Mauricette Thiébaut nous a quittés le 30 mars 2021 emportée par un cancer implacable, haïssable. Elle avait 71 ans. Des amis témoignent de son parcours et de ses engagements.
Mauricette était une femme exceptionnelle, intelligente, déterminée, puissante. Menant un travail sur le traumatisme de sa jeunesse, elle s’est pourtant ouverte aux autres, leur apportant un soutien considérable ; elle était capable d’un attachement indéfectible poussé jusqu’à la limite du possible.
Avec les migrants d’Eymoutiers
Originaire des Vosges, les épisodes de sa vie et sa profession d’enseignante l’ont conduite à Paris puis à Bordeaux. De retour à Paris, pendant quatorze ans, elle enseigna le FLE (Français langue étrangère) pour des jeunes migrants. À la retraite, dans cette période heureuse de sa vie, elle vient vivre à Limoges avec son mari. Le hasard lui fit acquérir une maison sur le Plateau, en Creuse, à Lavaud sur la commune de la Nouaille, où elle venait le plus souvent possible avec un plaisir extrême. Cette maison était le lieu où elle réunissait son petit monde, son fils et ses nombreux petits-enfants.
Elle se rapprocha des personnes du Centre d’accueil de demandeurs d’asile d’Eymoutiers. Avec elles, elle poursuivit son travail d’enseignante. Ce fut le cas pour celles qui sont devenues ses amies albanaises. Elle leur apprenait la langue française avec un plaisir tel qu’elle s’engagea à accueillir leurs enfants en cours d’études dans son appartement de Limoges. Elle les accompagnait également dans la rédaction de leurs dossiers de demande de titre de séjour. Partout où elle pouvait, souvent sur la route, elle apporta auprès d’hommes et de femmes une aide efficace et attentive.

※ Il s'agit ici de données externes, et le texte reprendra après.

//! Closed-form periodic waveforms sampled on a fixed time grid.

use std::f64::consts::PI;
use std::fmt;
use std::str::FromStr;

use super::envelope::{apply_fade, DEFAULT_FADE_DURATION, FULL_SCALE};
use crate::error::SynthError;

/// Output sample rate used throughout.
pub const DEFAULT_SAMPLE_RATE: u32 = 44100;

/// Harmonic amplitudes used when a caller gives none (index 0 = fundamental).
pub const DEFAULT_HARMONICS: [f64; 4] = [1.0, 0.5, 0.25, 0.125];

/// Supported waveform shapes.
#[derive(Debug, Clone, Copy, PartialEq, Eq, Hash)]
pub enum Waveform {
    Sine,
    /// Additive: fundamental plus overtones weighted by a harmonic list.
    Harmonic,
    Square,
    Sawtooth,
    Triangle,
}

impl Waveform {
    pub const ALL: [Waveform; 5] = [
        Waveform::Sine,
        Waveform::Harmonic,
        Waveform::Square,
        Waveform::Sawtooth,
        Waveform::Triangle,
    ];

    pub fn name(&self) -> &'static str {
        match self {
            Waveform::Sine => "sine",
            Waveform::Harmonic => "harmonic",
            Waveform::Square => "square",
            Waveform::Sawtooth => "sawtooth",
            Waveform::Triangle => "triangle",
        }
    }

    /// Unshaped float samples at `amplitude` scale.
    ///
    /// `harmonics` is only read by [`Waveform::Harmonic`].
    pub fn raw(
        &self,
        frequency: f64,
        duration: f64,
        harmonics: &[f64],
        sample_rate: u32,
        amplitude: f64,
    ) -> Vec<f64> {
        let samples = sample_count(sample_rate, duration);
        let t = time_grid(duration, samples);
        match self {
            Waveform::Sine => t
                .map(|t| amplitude * (2.0 * PI * frequency * t).sin())
                .collect(),
            Waveform::Harmonic => harmonic_sum(frequency, t, samples, harmonics, amplitude),
            Waveform::Square => t
                .map(|t| amplitude * sign((2.0 * PI * frequency * t).sin()))
                .collect(),
            Waveform::Sawtooth => t
                .map(|t| {
                    let x = t * frequency;
                    amplitude * (2.0 * (x - x.floor()) - 1.0)
                })
                .collect(),
            Waveform::Triangle => t
                .map(|t| {
                    let x = t * frequency;
                    amplitude * (2.0 * (2.0 * (x - (x + 0.5).floor())).abs() - 1.0)
                })
                .collect(),
        }
    }

    /// Raw samples passed through the click-suppressing fade.
    pub fn generate(
        &self,
        frequency: f64,
        duration: f64,
        harmonics: &[f64],
        params: &ToneParams,
    ) -> Vec<i16> {
        let raw = self.raw(
            frequency,
            duration,
            harmonics,
            params.sample_rate,
            params.amplitude,
        );
        apply_fade(&raw, params.sample_rate, params.fade_duration)
    }
}

impl fmt::Display for Waveform {
    fn fmt(&self, f: &mut fmt::Formatter<'_>) -> fmt::Result {
        f.write_str(self.name())
    }
}

impl FromStr for Waveform {
    type Err = SynthError;

    fn from_str(s: &str) -> Result<Self, Self::Err> {
        Waveform::ALL
            .into_iter()
            .find(|w| w.name() == s)
            .ok_or_else(|| SynthError::InvalidWaveformKind(s.to_string()))
    }
}

/// Per-call generator settings.
#[derive(Debug, Clone, Copy, PartialEq)]
pub struct ToneParams {
    pub sample_rate: u32,
    /// Peak amplitude of the raw waveform.
    pub amplitude: f64,
    /// Fade in/out length in seconds.
    pub fade_duration: f64,
}

impl Default for ToneParams {
    fn default() -> Self {
        ToneParams {
            sample_rate: DEFAULT_SAMPLE_RATE,
            amplitude: FULL_SCALE,
            fade_duration: DEFAULT_FADE_DURATION,
        }
    }
}

/// `floor(sample_rate * duration)`; negative or NaN durations give 0.
pub fn sample_count(sample_rate: u32, duration: f64) -> usize {
    (sample_rate as f64 * duration) as usize
}

/// `samples` evenly spaced instants over `[0, duration)`.
fn time_grid(duration: f64, samples: usize) -> impl Iterator<Item = f64> {
    (0..samples).map(move |i| duration * i as f64 / samples as f64)
}

/// Sign with `sign(0) = 0`.
fn sign(x: f64) -> f64 {
    if x > 0.0 {
        1.0
    } else if x < 0.0 {
        -1.0
    } else {
        0.0
    }
}

/// Sum of `harmonics[k] * sin(2π f (k+1) t)`, rescaled so the peak equals
/// `amplitude`. A silent sum is returned as-is.
fn harmonic_sum(
    frequency: f64,
    t: impl Iterator<Item = f64>,
    samples: usize,
    harmonics: &[f64],
    amplitude: f64,
) -> Vec<f64> {
    let mut wave = Vec::with_capacity(samples);
    for t in t {
        let mut sample = 0.0;
        for (k, h) in harmonics.iter().enumerate() {
            sample += h * (2.0 * PI * frequency * (k + 1) as f64 * t).sin();
        }
        wave.push(sample);
    }

    let peak = wave.iter().fold(0.0_f64, |m, s| m.max(s.abs()));
    if peak > 0.0 && peak.is_finite() {
        let scale = amplitude / peak;
        for s in wave.iter_mut() {
            *s *= scale;
        }
    }
    wave
}

pub fn sine_wave(frequency: f64, duration: f64, params: &ToneParams) -> Vec<i16> {
    Waveform::Sine.generate(frequency, duration, &[], params)
}

pub fn harmonic_wave(
    frequency: f64,
    duration: f64,
    harmonics: &[f64],
    params: &ToneParams,
) -> Vec<i16> {
    Waveform::Harmonic.generate(frequency, duration, harmonics, params)
}

pub fn square_wave(frequency: f64, duration: f64, params: &ToneParams) -> Vec<i16> {
    Waveform::Square.generate(frequency, duration, &[], params)
}

pub fn sawtooth_wave(frequency: f64, duration: f64, params: &ToneParams) -> Vec<i16> {
    Waveform::Sawtooth.generate(frequency, duration, &[], params)
}

pub fn triangle_wave(frequency: f64, duration: f64, params: &ToneParams) -> Vec<i16> {
    Waveform::Triangle.generate(frequency, duration, &[], params)
}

Son militantisme auprès des migrants est à l’origine des liens qui nous unissaient. Une amitié forte en découla au-delà des idéaux communs de solidarité et d’engagement. Avec les personnes que nous défendions, nous constituions une sorte de famille sans frontière avec qui nous avons partagé des fêtes pour l’obtention de cartes de séjour, pour des anniversaires ou les fêtes de fin d’année, des moments joyeux l’été au lac de Vassivière. La plupart aujourd’hui, après des années d’attente angoissée et d’endurance, sont régularisés et ont un emploi et un logement à Limoges.
La mémoire des camps
Mauricette allait toujours jusqu’au bout de ce qu’elle entreprenait. C’est ainsi que sur la trace de son jeune oncle Maurice, responsable résistant mort six mois après sa libération du camp d’Ebensee en Autriche, elle fit la connaissance d’Henri Ledroit, rescapé du camp de Mauthausen. Celui-ci consacrait ses dernières années à témoigner auprès des jeunes collégiens et lycéens. Souvent les forces lui manquaient et Mauricette, partageant ses larmes, lui tenait la main pour l’accompagner dans cette difficile mission. Avec la même opiniâtreté, elle l’aida à rédiger son livre de mémoire La graisse pas les os (ce livre est disponible auprès de l’Amicale de Mauthausen dont le président a écrit : « Mauricette a toujours suscité mon admiration et, oui peut-être, mon incrédulité, tant elle empruntait des chemins improbables, avec une incroyable assurance … elle m’apparaissait stupéfiante … »).
Des amitiés, Mauricette en a eu beaucoup, tout au long de sa vie qu’elle a consacrée aux autres. Son courage, sa force, ses ressources, son empathie ont créé autour d’elle de nombreux liens. Mère attentionnée, dans toutes les étapes de sa vie, elle a été proche de son fils et, au fur et à mesure, de ses petits-enfants. L’éclat de son regard, son sourire bienveillant, son goût pour la vie témoignent de son rayonnement. La maladie l’avait considérablement affaiblie mais la pertinence de ses propos et son humour étaient intacts. Nous qui avons eu la chance de bien la connaître, nous pouvons lui reconnaître le qualificatif de « juste ».